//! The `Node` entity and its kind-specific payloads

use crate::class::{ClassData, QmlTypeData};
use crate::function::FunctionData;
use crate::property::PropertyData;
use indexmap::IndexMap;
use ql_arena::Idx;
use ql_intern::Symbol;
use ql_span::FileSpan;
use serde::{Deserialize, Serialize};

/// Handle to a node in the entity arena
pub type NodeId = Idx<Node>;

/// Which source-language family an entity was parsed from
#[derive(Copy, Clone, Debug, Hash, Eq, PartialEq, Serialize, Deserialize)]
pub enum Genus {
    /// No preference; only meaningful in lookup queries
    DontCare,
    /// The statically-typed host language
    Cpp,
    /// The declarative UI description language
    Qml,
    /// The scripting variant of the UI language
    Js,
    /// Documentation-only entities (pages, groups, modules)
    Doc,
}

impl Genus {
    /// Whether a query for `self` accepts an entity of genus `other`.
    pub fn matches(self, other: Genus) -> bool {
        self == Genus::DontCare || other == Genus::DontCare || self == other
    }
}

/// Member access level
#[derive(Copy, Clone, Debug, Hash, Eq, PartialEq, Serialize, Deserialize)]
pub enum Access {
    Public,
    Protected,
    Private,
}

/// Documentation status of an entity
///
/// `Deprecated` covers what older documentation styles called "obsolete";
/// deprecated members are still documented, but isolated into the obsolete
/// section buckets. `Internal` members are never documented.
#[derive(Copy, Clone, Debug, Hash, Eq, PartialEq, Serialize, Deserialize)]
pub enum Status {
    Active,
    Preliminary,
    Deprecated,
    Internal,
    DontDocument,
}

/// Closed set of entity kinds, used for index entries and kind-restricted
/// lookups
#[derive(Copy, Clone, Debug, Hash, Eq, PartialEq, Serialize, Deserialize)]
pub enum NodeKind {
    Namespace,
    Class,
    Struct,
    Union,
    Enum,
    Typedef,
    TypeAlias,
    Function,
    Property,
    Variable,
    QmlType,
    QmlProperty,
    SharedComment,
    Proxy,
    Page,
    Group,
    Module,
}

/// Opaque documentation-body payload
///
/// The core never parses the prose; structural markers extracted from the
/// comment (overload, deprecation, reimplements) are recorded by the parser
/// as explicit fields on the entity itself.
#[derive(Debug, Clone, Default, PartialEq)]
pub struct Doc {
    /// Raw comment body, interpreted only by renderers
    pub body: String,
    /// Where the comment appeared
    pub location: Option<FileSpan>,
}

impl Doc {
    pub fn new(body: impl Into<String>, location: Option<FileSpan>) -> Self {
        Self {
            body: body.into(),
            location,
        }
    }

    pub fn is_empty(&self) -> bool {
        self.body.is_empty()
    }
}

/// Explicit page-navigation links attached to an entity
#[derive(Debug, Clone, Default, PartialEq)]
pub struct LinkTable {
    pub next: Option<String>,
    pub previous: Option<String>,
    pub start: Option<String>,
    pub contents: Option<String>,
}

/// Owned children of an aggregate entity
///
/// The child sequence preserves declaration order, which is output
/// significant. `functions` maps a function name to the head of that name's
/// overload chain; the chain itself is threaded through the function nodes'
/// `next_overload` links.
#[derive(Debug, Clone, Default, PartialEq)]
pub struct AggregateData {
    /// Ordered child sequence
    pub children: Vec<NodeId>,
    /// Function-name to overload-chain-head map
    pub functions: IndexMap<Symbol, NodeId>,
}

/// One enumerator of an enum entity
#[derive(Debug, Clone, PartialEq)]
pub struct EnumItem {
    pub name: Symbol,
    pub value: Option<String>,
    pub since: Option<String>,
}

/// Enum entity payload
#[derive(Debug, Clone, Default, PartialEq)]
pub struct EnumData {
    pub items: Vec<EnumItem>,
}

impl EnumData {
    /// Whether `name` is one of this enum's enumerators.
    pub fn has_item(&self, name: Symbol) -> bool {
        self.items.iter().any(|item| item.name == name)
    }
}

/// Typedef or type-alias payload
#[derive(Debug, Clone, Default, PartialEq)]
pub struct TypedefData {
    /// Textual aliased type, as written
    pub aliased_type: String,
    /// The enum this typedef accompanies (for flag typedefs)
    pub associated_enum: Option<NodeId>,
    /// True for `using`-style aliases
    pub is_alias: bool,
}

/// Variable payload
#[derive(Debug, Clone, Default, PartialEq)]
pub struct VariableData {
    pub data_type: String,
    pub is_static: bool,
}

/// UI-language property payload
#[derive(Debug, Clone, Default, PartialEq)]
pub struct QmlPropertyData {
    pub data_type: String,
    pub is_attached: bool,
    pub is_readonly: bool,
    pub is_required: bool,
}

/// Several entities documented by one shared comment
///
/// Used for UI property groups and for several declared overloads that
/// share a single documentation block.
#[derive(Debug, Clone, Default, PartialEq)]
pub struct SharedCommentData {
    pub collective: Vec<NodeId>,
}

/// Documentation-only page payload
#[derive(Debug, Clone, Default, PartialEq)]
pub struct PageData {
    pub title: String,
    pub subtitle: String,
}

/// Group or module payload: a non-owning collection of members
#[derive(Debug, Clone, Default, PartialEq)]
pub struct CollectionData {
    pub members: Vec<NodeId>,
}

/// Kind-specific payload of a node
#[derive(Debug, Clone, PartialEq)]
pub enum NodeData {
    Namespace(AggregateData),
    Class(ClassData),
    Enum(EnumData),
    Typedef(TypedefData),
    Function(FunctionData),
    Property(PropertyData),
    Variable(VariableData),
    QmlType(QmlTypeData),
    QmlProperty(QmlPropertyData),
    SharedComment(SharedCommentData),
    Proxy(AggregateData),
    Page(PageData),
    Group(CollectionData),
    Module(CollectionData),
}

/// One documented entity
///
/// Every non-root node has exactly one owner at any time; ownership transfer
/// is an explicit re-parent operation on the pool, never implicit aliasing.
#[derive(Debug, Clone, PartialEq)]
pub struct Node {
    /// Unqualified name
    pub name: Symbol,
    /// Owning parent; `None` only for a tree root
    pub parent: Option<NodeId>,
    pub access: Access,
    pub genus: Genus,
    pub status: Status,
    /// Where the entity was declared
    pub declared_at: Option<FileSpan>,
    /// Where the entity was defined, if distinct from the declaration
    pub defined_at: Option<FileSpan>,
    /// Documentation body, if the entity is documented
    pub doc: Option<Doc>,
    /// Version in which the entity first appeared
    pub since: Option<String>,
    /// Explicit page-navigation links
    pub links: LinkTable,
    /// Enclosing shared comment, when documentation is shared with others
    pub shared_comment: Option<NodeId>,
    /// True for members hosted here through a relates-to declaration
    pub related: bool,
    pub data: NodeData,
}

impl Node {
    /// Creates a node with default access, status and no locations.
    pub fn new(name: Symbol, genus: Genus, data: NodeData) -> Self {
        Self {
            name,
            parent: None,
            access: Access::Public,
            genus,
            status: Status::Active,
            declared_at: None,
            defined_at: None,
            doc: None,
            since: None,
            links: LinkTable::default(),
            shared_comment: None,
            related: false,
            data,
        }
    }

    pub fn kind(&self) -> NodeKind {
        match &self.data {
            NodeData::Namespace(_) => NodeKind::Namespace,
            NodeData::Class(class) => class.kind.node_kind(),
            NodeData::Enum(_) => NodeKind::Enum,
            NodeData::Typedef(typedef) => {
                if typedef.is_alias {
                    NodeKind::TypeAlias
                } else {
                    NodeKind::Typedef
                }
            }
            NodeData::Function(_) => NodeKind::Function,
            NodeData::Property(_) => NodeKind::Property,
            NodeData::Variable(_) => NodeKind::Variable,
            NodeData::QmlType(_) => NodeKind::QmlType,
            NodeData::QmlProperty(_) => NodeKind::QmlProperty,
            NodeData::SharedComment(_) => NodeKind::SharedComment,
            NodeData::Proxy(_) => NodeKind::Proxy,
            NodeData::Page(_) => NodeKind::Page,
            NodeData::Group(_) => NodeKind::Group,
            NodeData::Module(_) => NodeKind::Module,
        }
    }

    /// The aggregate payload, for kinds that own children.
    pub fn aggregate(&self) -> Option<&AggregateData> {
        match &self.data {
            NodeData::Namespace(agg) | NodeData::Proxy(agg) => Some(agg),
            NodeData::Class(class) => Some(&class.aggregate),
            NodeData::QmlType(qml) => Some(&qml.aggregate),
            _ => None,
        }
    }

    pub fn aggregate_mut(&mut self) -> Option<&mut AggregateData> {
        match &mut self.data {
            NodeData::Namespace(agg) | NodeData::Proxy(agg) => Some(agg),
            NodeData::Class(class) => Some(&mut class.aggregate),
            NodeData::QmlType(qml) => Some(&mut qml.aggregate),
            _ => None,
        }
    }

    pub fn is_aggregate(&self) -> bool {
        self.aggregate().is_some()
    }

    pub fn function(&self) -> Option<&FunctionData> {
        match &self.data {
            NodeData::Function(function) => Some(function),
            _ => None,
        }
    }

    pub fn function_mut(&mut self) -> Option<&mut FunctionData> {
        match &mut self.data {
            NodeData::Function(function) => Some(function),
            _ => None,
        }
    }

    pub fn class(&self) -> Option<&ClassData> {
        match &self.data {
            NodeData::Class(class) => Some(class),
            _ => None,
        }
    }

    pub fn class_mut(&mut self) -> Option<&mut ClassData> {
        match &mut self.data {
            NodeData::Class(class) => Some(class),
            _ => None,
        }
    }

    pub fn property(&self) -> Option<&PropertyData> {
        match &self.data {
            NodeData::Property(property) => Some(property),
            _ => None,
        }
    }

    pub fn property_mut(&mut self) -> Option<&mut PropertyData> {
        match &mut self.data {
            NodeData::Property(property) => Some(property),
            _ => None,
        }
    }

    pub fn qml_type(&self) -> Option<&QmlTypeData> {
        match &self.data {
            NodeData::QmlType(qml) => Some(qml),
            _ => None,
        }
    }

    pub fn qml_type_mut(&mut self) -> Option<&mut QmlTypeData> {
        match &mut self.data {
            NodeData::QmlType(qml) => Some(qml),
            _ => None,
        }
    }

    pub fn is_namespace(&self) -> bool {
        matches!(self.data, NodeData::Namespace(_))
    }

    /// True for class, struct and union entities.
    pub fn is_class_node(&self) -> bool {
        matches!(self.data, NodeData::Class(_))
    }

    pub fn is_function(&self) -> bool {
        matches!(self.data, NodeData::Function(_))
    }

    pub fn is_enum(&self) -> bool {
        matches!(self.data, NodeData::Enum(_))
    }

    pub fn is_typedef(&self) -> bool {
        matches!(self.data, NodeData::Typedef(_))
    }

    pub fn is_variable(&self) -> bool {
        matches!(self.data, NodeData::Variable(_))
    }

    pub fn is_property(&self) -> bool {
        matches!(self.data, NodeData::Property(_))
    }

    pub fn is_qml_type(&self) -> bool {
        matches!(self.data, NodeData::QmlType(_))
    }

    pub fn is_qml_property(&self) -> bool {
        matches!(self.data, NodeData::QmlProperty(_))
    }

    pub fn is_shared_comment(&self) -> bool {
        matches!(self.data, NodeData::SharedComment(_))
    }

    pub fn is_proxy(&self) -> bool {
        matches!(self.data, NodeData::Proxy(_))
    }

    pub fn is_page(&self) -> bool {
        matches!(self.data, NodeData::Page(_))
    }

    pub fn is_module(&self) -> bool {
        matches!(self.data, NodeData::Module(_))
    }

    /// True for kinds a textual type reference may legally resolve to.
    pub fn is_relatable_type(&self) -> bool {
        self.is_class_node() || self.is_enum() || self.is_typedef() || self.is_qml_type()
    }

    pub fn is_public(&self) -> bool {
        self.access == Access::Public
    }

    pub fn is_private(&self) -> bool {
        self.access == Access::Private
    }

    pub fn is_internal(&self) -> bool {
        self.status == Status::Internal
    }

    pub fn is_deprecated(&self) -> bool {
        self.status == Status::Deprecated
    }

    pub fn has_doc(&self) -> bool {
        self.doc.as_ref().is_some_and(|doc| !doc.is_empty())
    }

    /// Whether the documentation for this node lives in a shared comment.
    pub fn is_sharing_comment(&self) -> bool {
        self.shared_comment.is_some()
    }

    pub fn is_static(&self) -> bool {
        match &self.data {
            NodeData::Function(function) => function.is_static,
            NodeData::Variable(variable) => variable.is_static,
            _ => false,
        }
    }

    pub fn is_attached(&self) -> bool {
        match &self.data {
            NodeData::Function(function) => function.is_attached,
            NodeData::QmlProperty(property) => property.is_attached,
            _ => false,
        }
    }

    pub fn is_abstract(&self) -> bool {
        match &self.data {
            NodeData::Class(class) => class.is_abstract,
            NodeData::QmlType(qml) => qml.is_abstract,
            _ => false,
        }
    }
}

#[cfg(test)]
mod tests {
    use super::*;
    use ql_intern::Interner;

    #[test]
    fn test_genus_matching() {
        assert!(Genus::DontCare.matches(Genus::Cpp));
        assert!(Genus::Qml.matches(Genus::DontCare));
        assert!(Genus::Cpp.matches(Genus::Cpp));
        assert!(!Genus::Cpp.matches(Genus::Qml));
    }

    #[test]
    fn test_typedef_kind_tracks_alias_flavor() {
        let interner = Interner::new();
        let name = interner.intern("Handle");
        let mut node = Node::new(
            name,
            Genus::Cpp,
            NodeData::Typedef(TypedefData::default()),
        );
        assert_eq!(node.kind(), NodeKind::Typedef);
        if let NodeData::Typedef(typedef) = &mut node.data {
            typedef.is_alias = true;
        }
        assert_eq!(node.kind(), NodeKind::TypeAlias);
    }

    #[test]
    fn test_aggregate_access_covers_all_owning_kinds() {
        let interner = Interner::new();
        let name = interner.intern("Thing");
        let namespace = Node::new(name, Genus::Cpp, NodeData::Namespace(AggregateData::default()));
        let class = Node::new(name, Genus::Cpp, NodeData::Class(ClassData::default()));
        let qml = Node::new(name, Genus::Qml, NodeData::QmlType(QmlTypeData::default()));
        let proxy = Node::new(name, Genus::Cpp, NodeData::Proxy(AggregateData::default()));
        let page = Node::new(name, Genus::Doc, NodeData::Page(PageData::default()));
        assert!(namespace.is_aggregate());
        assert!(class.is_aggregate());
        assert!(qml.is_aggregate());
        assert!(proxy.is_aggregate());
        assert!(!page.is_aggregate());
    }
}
━━━━
Each line of the records that holds the word "parent" should be copied out.

_REPLY_:
/// is an explicit re-parent operation on the pool, never implicit aliasing.
    /// Owning parent; `None` only for a tree root
    pub parent: Option<NodeId>,
            parent: None,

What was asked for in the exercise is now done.